__Exercise__: Where does the word "tracing" show up in the records? Copy every line that has it.

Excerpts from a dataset
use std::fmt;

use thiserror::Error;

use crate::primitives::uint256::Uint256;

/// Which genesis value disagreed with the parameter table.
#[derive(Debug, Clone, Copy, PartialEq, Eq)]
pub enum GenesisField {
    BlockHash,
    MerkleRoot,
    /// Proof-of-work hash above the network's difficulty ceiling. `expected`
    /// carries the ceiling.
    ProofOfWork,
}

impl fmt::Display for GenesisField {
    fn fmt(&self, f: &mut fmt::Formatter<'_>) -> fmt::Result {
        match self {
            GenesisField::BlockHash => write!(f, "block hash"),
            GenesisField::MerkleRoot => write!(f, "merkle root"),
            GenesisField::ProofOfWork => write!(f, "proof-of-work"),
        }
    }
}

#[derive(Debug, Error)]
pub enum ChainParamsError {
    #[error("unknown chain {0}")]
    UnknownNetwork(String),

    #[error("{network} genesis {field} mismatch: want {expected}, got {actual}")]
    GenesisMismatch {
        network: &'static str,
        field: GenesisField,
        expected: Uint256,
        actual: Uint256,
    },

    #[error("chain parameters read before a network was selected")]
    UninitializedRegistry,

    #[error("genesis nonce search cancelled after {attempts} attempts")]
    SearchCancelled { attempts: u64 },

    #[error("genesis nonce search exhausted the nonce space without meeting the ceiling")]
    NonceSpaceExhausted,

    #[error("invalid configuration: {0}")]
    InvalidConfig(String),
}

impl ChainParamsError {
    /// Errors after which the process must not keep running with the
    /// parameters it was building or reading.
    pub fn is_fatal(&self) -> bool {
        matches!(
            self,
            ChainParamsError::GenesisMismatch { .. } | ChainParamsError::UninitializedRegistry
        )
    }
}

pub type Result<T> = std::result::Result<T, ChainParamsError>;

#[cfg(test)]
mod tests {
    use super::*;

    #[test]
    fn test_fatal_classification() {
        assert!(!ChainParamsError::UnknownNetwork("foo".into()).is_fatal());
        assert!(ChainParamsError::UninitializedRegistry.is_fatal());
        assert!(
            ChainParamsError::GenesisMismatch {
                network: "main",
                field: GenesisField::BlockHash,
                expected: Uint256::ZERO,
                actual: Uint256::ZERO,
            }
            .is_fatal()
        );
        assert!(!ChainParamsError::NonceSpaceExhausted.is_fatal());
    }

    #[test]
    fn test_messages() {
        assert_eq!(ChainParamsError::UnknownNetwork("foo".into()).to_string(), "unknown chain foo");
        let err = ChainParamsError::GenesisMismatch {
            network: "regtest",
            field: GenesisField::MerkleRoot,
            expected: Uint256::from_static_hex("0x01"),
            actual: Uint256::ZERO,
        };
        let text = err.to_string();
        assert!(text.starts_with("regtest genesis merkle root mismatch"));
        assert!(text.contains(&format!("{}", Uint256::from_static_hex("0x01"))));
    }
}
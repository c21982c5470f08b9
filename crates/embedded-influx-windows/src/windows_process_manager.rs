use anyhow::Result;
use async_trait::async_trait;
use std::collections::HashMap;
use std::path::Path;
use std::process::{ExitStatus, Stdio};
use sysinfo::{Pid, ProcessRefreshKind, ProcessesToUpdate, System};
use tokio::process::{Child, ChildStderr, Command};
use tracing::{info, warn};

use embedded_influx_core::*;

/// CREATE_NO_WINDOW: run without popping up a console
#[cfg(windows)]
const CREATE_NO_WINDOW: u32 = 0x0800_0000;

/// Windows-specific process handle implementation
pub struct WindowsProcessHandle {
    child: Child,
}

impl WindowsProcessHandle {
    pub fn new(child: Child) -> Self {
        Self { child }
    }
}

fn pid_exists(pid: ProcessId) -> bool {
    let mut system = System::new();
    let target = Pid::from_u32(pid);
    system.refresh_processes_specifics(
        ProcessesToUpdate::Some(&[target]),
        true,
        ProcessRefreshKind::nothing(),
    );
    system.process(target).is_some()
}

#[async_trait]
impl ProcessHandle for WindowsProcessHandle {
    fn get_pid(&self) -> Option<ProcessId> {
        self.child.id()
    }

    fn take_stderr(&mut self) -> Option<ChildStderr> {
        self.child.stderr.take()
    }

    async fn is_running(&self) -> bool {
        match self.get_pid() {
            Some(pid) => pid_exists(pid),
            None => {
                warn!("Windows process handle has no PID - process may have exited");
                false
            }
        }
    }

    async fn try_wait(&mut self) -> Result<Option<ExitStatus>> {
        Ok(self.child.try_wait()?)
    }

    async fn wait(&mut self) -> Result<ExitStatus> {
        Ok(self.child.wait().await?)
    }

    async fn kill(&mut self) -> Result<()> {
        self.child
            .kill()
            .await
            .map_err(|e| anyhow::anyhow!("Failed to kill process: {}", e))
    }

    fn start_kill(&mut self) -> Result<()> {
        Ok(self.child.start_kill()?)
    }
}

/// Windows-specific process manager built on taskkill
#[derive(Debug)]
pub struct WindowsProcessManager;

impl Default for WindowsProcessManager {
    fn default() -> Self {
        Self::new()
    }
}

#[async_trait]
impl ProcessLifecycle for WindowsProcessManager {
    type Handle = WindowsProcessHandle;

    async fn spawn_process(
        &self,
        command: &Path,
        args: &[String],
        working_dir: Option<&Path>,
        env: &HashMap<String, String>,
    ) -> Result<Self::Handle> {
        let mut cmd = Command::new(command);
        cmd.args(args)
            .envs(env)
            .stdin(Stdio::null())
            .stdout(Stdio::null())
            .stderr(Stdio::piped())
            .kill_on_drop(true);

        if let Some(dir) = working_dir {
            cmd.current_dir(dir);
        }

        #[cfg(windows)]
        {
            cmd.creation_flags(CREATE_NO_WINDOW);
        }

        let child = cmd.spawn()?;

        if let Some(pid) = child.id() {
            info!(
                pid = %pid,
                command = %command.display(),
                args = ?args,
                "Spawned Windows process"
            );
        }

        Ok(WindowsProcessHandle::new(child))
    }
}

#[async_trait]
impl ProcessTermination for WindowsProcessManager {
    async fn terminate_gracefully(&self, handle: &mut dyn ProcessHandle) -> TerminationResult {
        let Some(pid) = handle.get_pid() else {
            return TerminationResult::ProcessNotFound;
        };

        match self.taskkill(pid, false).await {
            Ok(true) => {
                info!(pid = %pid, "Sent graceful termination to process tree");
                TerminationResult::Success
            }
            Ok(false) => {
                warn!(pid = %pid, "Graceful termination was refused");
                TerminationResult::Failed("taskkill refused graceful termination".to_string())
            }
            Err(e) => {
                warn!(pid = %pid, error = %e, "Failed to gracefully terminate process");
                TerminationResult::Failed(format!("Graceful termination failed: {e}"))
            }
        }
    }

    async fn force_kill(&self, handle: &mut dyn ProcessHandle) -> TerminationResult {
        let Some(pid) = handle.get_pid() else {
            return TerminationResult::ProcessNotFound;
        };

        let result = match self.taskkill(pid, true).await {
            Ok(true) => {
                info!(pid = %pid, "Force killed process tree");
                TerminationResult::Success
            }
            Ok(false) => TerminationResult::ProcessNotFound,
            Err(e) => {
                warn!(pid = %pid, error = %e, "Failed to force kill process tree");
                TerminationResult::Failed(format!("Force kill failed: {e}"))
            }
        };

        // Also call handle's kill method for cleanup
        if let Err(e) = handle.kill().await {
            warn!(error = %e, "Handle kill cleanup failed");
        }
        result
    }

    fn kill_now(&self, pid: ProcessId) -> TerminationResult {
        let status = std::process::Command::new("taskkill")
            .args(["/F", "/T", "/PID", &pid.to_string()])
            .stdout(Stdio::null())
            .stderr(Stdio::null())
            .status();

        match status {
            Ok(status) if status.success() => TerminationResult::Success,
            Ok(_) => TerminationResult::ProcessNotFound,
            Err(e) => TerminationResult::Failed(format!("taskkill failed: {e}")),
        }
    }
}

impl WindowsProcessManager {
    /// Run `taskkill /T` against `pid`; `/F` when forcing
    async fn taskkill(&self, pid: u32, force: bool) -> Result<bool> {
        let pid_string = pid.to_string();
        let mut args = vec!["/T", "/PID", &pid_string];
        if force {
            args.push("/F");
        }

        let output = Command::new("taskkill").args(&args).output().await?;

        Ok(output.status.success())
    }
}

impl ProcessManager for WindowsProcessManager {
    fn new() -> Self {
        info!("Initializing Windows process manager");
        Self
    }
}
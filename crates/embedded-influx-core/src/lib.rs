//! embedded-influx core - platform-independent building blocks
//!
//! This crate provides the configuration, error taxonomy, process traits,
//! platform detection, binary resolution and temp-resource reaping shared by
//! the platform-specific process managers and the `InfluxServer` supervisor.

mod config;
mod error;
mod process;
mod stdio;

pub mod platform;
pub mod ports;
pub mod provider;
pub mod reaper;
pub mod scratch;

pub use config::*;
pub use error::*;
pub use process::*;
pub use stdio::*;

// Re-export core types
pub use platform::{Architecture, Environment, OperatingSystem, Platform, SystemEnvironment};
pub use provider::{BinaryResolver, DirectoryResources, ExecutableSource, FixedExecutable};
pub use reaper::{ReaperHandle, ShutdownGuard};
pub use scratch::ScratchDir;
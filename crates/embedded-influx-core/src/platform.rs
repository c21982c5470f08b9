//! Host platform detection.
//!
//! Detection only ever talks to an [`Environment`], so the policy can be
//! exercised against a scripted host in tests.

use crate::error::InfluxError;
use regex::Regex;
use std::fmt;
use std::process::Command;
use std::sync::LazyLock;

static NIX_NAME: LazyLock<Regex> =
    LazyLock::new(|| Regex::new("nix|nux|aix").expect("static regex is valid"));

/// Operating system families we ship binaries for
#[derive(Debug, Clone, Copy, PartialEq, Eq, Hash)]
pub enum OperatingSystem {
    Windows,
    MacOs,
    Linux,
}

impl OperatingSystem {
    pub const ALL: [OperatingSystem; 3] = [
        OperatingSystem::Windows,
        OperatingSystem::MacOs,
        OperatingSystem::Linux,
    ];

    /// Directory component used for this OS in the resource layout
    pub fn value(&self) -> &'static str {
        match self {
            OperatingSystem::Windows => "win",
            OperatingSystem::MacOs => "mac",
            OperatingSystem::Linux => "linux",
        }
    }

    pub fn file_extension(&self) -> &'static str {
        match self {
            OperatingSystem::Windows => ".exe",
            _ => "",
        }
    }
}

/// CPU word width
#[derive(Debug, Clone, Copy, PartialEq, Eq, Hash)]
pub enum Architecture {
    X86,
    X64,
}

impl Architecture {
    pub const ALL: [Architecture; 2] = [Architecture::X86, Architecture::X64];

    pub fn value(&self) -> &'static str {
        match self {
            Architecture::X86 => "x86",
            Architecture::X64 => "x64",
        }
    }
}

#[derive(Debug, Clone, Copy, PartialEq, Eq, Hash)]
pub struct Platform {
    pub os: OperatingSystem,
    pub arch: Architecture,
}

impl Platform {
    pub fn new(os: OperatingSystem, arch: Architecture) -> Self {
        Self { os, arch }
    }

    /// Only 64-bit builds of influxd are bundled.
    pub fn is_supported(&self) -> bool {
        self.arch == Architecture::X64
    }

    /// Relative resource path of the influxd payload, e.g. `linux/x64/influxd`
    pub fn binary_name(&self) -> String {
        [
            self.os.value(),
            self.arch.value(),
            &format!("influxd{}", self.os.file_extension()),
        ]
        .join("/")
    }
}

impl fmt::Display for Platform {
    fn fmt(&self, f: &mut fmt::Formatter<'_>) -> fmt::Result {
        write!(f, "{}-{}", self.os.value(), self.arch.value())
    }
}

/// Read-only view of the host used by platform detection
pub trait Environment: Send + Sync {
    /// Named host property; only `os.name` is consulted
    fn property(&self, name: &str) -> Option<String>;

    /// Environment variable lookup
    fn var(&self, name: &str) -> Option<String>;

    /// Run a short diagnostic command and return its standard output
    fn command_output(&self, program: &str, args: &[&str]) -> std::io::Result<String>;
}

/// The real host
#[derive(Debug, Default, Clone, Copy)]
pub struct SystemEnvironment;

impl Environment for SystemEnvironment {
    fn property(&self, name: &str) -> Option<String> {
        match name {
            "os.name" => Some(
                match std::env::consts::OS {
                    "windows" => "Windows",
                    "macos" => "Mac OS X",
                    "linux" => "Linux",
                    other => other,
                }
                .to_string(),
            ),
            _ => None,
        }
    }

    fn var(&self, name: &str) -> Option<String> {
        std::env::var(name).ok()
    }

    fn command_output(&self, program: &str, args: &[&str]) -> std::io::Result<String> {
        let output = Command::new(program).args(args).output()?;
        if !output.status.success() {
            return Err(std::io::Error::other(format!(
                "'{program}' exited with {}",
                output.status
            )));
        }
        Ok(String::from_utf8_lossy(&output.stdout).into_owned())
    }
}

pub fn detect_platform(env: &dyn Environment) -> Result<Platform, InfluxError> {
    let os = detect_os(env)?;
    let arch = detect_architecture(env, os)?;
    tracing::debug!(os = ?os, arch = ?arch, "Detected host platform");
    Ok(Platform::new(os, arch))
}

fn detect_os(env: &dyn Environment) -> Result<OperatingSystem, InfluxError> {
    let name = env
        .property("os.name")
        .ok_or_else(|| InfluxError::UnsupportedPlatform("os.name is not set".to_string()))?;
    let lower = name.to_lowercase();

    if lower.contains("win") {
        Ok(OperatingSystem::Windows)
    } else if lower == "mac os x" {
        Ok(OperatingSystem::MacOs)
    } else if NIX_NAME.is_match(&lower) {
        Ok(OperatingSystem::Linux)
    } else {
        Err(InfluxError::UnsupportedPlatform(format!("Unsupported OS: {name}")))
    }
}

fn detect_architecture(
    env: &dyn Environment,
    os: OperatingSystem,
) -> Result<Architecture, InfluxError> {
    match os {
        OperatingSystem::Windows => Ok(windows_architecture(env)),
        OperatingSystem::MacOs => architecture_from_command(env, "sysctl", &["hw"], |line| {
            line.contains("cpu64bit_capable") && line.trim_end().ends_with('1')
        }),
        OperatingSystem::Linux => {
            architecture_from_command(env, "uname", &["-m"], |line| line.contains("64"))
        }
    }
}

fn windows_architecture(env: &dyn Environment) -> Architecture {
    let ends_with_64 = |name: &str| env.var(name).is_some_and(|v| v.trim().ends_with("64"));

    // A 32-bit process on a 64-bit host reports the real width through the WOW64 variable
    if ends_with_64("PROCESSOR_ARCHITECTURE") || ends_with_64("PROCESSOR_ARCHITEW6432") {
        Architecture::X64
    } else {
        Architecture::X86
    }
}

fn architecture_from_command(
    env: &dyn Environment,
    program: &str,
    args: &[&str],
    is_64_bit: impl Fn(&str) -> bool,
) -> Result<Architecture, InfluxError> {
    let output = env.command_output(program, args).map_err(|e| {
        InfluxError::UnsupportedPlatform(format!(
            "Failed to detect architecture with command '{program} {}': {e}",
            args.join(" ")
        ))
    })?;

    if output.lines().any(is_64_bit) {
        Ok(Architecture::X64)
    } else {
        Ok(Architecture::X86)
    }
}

__Answer space__:
use tracing::{info, warn};
    tracing::debug!(os = ?os, arch = ?arch, "Detected host platform");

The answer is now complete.